Antimicrobial Regimen
- Sporotrichosis[3]:
- 1.Lymphocutaneous/cutaneous
- Preferred regimen: Itraconazole 200mg PO qd
- Alternative regimen (1): Itraconazole 200 mg PO bid
- Alternative regimen (2): Terbinafine 500 mg bid
- Alternative regimen (3): Saturated solution potassium iodide(SSKI) with increasing doses
- Alternative regimen (4): Fluconazole 400–800 mg qd
- Alternative regimen (5): local hyperthermia
- Note(1): Treat for 2–4 weeks after lesions resolved
- Note(2): SSKI initiated at a dosage of 5 drops (using a standard eyedropper) 3 times daily, increasing as tolerated to 40–50 drops 3 times daily
- 2.Osteoarticular
- Preferred regimen: Itraconazole 200mg PO bid for 12 months
- Alternative regimen (1): Lipid amphotericin B (Lipid AmB) 3–5 mg/kg/day
- Alternative regimen (2): Amphotericin B deoxycholate 0.7–1 mg/kg/day
- Note(1): Switch to Itraconazole after favorable response if AmB used
- Note(2): Treat for a total of at least 12 months
- 3.Pulmonary
- Preferred regimen(1): Lipid amphotericin B (Lipid AmB) 3–5 mg/kg/day for severe or life-threatening pulmonary sporotrichosis, then Itraconazole 200 mg PO bid
- Preferred regimen(2): Itraconazole 200 mg PO bid for 12 months for less severe disease
- Alternative regimen: Amphotericin B deoxycholate 0.7–1 mg/kg/d, then Itraconazole 200 mg PO bid OR surgical removal
- Note(1): Treat severe disease with an AmB formulation followed by Itraconazole
- Note(2): Treat less severe disease with Itraconazole
- Note(3): Treat for a total of at least 12 monthsSurgery combined with amphotericin B therapy is rec- ommended for localized pulmonary disease
- 4.Meningitis
- Preferred regimen: Lipid amphotericin B (Lipid AmB) 5 mg/kg daily for 4–6 weeks, then Itraconazole 200 mg PO bid
- Alternative regimen: Amphotericin B deoxycholate 0.7–1 mg/kg/d, then Itraconazole 200 mg PO bid
- Note(1): Length of therapy with AmB not established, but therapy for at least 4–6 weeks is recommended.
- Note(2): Treat for a total of at least 12 months.
- Note(3): May require long-term suppression with Itraconazole.
- 5.Disseminated
- Preferred regimen: Lipid amphotericin B (Lipid AmB) 3–5 mg/kg/day, then Itraconazole 200 mg PO bid
- Alternative regimen: Amphotericin B deoxycholate 0.7–1 mg/kg/day, then Itraconazole 200 mg PO bid
- Note(1): Therapy with AmB should be continued until the patient shows objective evidence of improvement.

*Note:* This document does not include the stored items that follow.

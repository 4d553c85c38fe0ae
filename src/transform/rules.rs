//! Per-kind rewrite rules.
//!
//! Each axiom kind maps to a list of [`Rewrite`]s: axioms already in normal
//! form pass through, class axioms become inclusions rooted at `owl:Thing`,
//! and class assertions are handed to the splitter.

use std::collections::BTreeSet;

use tracing::debug;

use super::nnf::{complement_nnf, nnf};
use crate::ontology::{
    axioms::{Annotation, Axiom, AxiomKind},
    entities::{Class, DataProperty, Datatype, Individual},
    expressions::{ClassExpression, DataRange, ObjectPropertyExpression},
};

/// Outcome of the first phase for a single axiom.
#[derive(Clone, Debug, PartialEq, Eq, Hash)]
pub enum Rewrite {
    /// Axiom already in normal form.
    Keep(Axiom),
    /// `owl:Thing ⊑ super_class`, with `super_class` in negation normal form.
    Gci {
        super_class: ClassExpression,
        annotations: BTreeSet<Annotation>,
    },
    /// Class assertion whose class is in negation normal form.
    Assertion {
        class: ClassExpression,
        individual: Individual,
        annotations: BTreeSet<Annotation>,
    },
}

/// Applies the rule for the axiom's kind.
#[must_use]
pub fn rewrite(axiom: &Axiom) -> Vec<Rewrite> {
    let annotations = &axiom.annotations;
    let rewrites = match &axiom.kind {
        AxiomKind::SubClassOf {
            sub_class,
            super_class,
        } => sub_class_of(sub_class, super_class, annotations),
        AxiomKind::EquivalentClasses(operands) => equivalent_classes(operands, annotations),
        AxiomKind::DisjointClasses(operands) => disjoint_classes(operands, annotations),
        AxiomKind::DisjointUnion { class, operands } => {
            disjoint_union(class, operands, annotations)
        }
        AxiomKind::ClassAssertion { class, individual } => vec![Rewrite::Assertion {
            class: nnf(class),
            individual: individual.clone(),
            annotations: annotations.clone(),
        }],
        AxiomKind::SameIndividual(individuals) if individuals.len() < 2 => Vec::new(),
        AxiomKind::InverseObjectProperties(first, second) => {
            inverse_object_properties(first, second, annotations)
        }
        AxiomKind::FunctionalObjectProperty(property) => {
            functional(property.clone(), annotations)
        }
        AxiomKind::InverseFunctionalObjectProperty(property) => {
            functional(property.inverse(), annotations)
        }
        AxiomKind::ObjectPropertyDomain { property, domain } => sub_class_of(
            &ClassExpression::some(property.clone(), ClassExpression::thing()),
            domain,
            annotations,
        ),
        AxiomKind::ObjectPropertyRange { property, range } => vec![gci(
            ClassExpression::only(property.clone(), nnf(range)),
            annotations,
        )],
        AxiomKind::FunctionalDataProperty(property) => {
            functional_data(property.clone(), annotations)
        }
        AxiomKind::DataPropertyDomain { property, domain } => sub_class_of(
            &ClassExpression::data_some(property.clone(), Datatype::literal()),
            domain,
            annotations,
        ),
        AxiomKind::DataPropertyRange { property, range } => vec![gci(
            ClassExpression::data_only(property.clone(), range.clone()),
            annotations,
        )],
        AxiomKind::Declaration(_)
        | AxiomKind::SameIndividual(_)
        | AxiomKind::DifferentIndividuals(_)
        | AxiomKind::ObjectPropertyAssertion { .. }
        | AxiomKind::NegativeObjectPropertyAssertion { .. }
        | AxiomKind::DataPropertyAssertion { .. }
        | AxiomKind::NegativeDataPropertyAssertion { .. }
        | AxiomKind::EquivalentObjectProperties(_)
        | AxiomKind::SubObjectPropertyOf { .. }
        | AxiomKind::SymmetricObjectProperty(_)
        | AxiomKind::AsymmetricObjectProperty(_)
        | AxiomKind::TransitiveObjectProperty(_)
        | AxiomKind::ReflexiveObjectProperty(_)
        | AxiomKind::IrreflexiveObjectProperty(_)
        | AxiomKind::DisjointObjectProperties(_)
        | AxiomKind::SubPropertyChainOf { .. }
        | AxiomKind::EquivalentDataProperties(_)
        | AxiomKind::SubDataPropertyOf { .. }
        | AxiomKind::DisjointDataProperties(_)
        | AxiomKind::DatatypeDefinition { .. }
        | AxiomKind::HasKey { .. }
        | AxiomKind::Rule(_)
        | AxiomKind::AnnotationAssertion { .. }
        | AxiomKind::SubAnnotationPropertyOf { .. }
        | AxiomKind::AnnotationPropertyRange { .. }
        | AxiomKind::AnnotationPropertyDomain { .. } => vec![Rewrite::Keep(axiom.clone())],
    };
    debug!(
        kind = axiom.kind.name(),
        rewrites = rewrites.len(),
        "axiom_rewritten"
    );
    rewrites
}

fn gci(super_class: ClassExpression, annotations: &BTreeSet<Annotation>) -> Rewrite {
    Rewrite::Gci {
        super_class,
        annotations: annotations.clone(),
    }
}

fn sub_class_of(
    sub_class: &ClassExpression,
    super_class: &ClassExpression,
    annotations: &BTreeSet<Annotation>,
) -> Vec<Rewrite> {
    if sub_class.is_thing() {
        return vec![gci(nnf(super_class), annotations)];
    }
    let union = ClassExpression::ObjectUnionOf(
        [complement_nnf(sub_class), nnf(super_class)]
            .into_iter()
            .collect(),
    );
    vec![gci(union, annotations)]
}

fn equivalent_classes(
    operands: &BTreeSet<ClassExpression>,
    annotations: &BTreeSet<Annotation>,
) -> Vec<Rewrite> {
    operands
        .iter()
        .map(|operand| gci(nnf(operand), annotations))
        .collect()
}

fn disjoint_classes(
    operands: &BTreeSet<ClassExpression>,
    annotations: &BTreeSet<Annotation>,
) -> Vec<Rewrite> {
    operands
        .iter()
        .map(|operand| gci(complement_nnf(operand), annotations))
        .collect()
}

fn disjoint_union(
    class: &Class,
    operands: &BTreeSet<ClassExpression>,
    annotations: &BTreeSet<Annotation>,
) -> Vec<Rewrite> {
    let equivalent: BTreeSet<ClassExpression> = [
        ClassExpression::from(class.clone()),
        ClassExpression::union(operands.iter().cloned()),
    ]
    .into_iter()
    .collect();
    let mut rewrites = equivalent_classes(&equivalent, annotations);
    rewrites.extend(disjoint_classes(operands, annotations));
    rewrites
}

fn inverse_object_properties(
    first: &ObjectPropertyExpression,
    second: &ObjectPropertyExpression,
    annotations: &BTreeSet<Annotation>,
) -> Vec<Rewrite> {
    [(first, second), (second, first)]
        .into_iter()
        .map(|(sub_property, super_property)| {
            Rewrite::Keep(
                Axiom::new(AxiomKind::SubObjectPropertyOf {
                    sub_property: sub_property.clone(),
                    super_property: super_property.inverse(),
                })
                .with_annotations(annotations.iter().cloned()),
            )
        })
        .collect()
}

fn functional(
    property: ObjectPropertyExpression,
    annotations: &BTreeSet<Annotation>,
) -> Vec<Rewrite> {
    vec![gci(
        ClassExpression::max(1, property, ClassExpression::thing()),
        annotations,
    )]
}

fn functional_data(property: DataProperty, annotations: &BTreeSet<Annotation>) -> Vec<Rewrite> {
    vec![gci(
        ClassExpression::data_max(1, property, DataRange::from(Datatype::literal())),
        annotations,
    )]
}

#[cfg(test)]
mod tests {
    use super::{rewrite, Rewrite};
    use crate::ontology::{
        axioms::{Axiom, AxiomKind},
        entities::{Class, DataProperty, Datatype, NamedIndividual, ObjectProperty},
        expressions::ClassExpression as CE,
    };

    fn c(name: &str) -> Class {
        Class::parse(&format!("urn:test:test#{name}")).expect("valid iri")
    }

    fn op() -> ObjectProperty {
        ObjectProperty::parse("urn:test:test#op").expect("valid iri")
    }

    fn gci(super_class: CE) -> Rewrite {
        Rewrite::Gci {
            super_class,
            annotations: Default::default(),
        }
    }

    #[test]
    fn top_rooted_subclass_axioms_become_a_single_inclusion() {
        let axiom = Axiom::subclass_of(Class::thing(), CE::complement(CE::complement(c("a"))));
        assert_eq!(rewrite(&axiom), vec![gci(c("a").into())]);
    }

    #[test]
    fn subclass_axioms_become_unions_with_the_negated_subclass() {
        let axiom = Axiom::subclass_of(c("a"), c("b"));
        assert_eq!(
            rewrite(&axiom),
            vec![gci(CE::union([CE::complement(c("a")), c("b").into()]))]
        );
    }

    #[test]
    fn domains_go_through_the_subclass_rule() {
        let axiom = Axiom::new(AxiomKind::ObjectPropertyDomain {
            property: op().into(),
            domain: c("a").into(),
        });
        assert_eq!(
            rewrite(&axiom),
            vec![gci(CE::union([c("a").into(), CE::only(op(), CE::nothing())]))]
        );
    }

    #[test]
    fn data_domains_negate_the_literal_range() {
        let dp = DataProperty::parse("urn:test:test#dp").expect("valid iri");
        let axiom = Axiom::new(AxiomKind::DataPropertyDomain {
            property: dp.clone(),
            domain: c("a").into(),
        });
        assert_eq!(
            rewrite(&axiom),
            vec![gci(CE::union([
                c("a").into(),
                CE::data_only(
                    dp,
                    crate::ontology::expressions::DataRange::complement(Datatype::literal())
                ),
            ]))]
        );
    }

    #[test]
    fn single_individual_sameness_is_swallowed() {
        let individual = NamedIndividual::parse("urn:test:test#i").expect("valid iri");
        let axiom = Axiom::new(AxiomKind::SameIndividual(
            [individual.into()].into_iter().collect(),
        ));
        assert!(rewrite(&axiom).is_empty());
    }

    #[test]
    fn inverse_functional_properties_use_the_inverse() {
        let axiom = Axiom::new(AxiomKind::InverseFunctionalObjectProperty(op().into()));
        let expected = CE::max(
            1,
            crate::ontology::expressions::ObjectPropertyExpression::from(op()).inverse(),
            CE::thing(),
        );
        assert_eq!(rewrite(&axiom), vec![gci(expected)]);
    }

    #[test]
    fn property_characteristics_pass_through() {
        let axiom = Axiom::new(AxiomKind::TransitiveObjectProperty(op().into()));
        assert_eq!(rewrite(&axiom), vec![Rewrite::Keep(axiom)]);
    }
}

- Note(2): Treat for a total of at least 12 months.
- Note(3): May require long-term suppression with Itraconazole.
- 6.Pregnant women
- Preferred regimen(1): Lipid amphotericin B (Lipid AmB) 3–5 mg/kg/day OR Amphotericin B deoxycholate 0.7–1 mg/kg/day for severe sporotrichosis
- Preferred regimen(2): Local hyperthermia for cutaneous disease.

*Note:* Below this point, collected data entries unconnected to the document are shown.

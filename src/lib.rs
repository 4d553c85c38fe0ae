//! Structural transformation of OWL 2 axioms.
//!
//! The engine rewrites a batch of axioms into an equivalent set in which every
//! top-level axiom is flat: nested compound expressions are replaced by fresh
//! placeholder classes (`http://www.semanticweb.org/ontology#X0`, `X1`, ...)
//! defined through their own inclusions.
//!
//! ```
//! use owl_structural::{
//!     ontology::{Axiom, AxiomKind, Class, ObjectProperty},
//!     StructuralTransformation,
//! };
//!
//! let op = ObjectProperty::parse("urn:test:test#op").unwrap();
//! let c = Class::parse("urn:test:test#c").unwrap();
//! let axiom = Axiom::new(AxiomKind::ObjectPropertyRange {
//!     property: op.into(),
//!     range: c.into(),
//! });
//!
//! let result = StructuralTransformation::new().transform(&[axiom]);
//! assert_eq!(result.len(), 2);
//! ```

pub mod config;
pub mod errors;
pub mod logger;
pub mod ontology;
pub mod transform;

pub use errors::{Error, Result};
pub use transform::{StructuralTransformation, TransformedAxioms};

- Note(1): It is preferable to wait until after delivery to treat non–life-threatening forms of sporotrichosis.
- Note(2): Azoles should be avoided.
- 7.Children
- Preferred regimen:
- Mild disease: Itraconazole 6–10 mg/kg/day (400 mg/day maximum)
- Severe disease: Amphotericin B deoxycholate 0.7 mg/kg/day followed by Itraconazole 6–10 mg/kg up to a maximum of 400 mg PO daily, as step-down therapy
- Alternative regimen: Saturated solution potassium iodide(SSKI) with increasing doses for mild disease initiated at a dosage of 1 drop (using a standard eyedropper) 3 times daily and increased as tolerated up to a maximum of 1 drop/kg or 40–50 drops 3 times daily, whichever is lowest
References
- ↑ Lortholary O, Denning DW, Dupont B (1999). "Endemic mycoses: a treatment update". J. Antimicrob. Chemother. 43 (3): 321–31. doi:10.1093/jac/43.3.321. PMID 10223586.
- ↑ 2.0 2.1 Hogan BK, Hospenthal DR. Update on the therapy for sporotrichosis. Drug Benefit Trends. 2010;22:49-52.
- ↑ Kauffman, C. A.; Bustamante, B.; Chapman, S. W.; Pappas, P. G. (2007). "Clinical Practice Guidelines for the Management of Sporotrichosis: 2007 Update by the Infectious Diseases Society of America". Clinical Infectious Diseases. 45 (10): 1255–1265. doi:10.1086/522765. ISSN 1058-4838.
Complications
Cutaneous lesions can become superinfected with bacteria, resulting in cellulitis.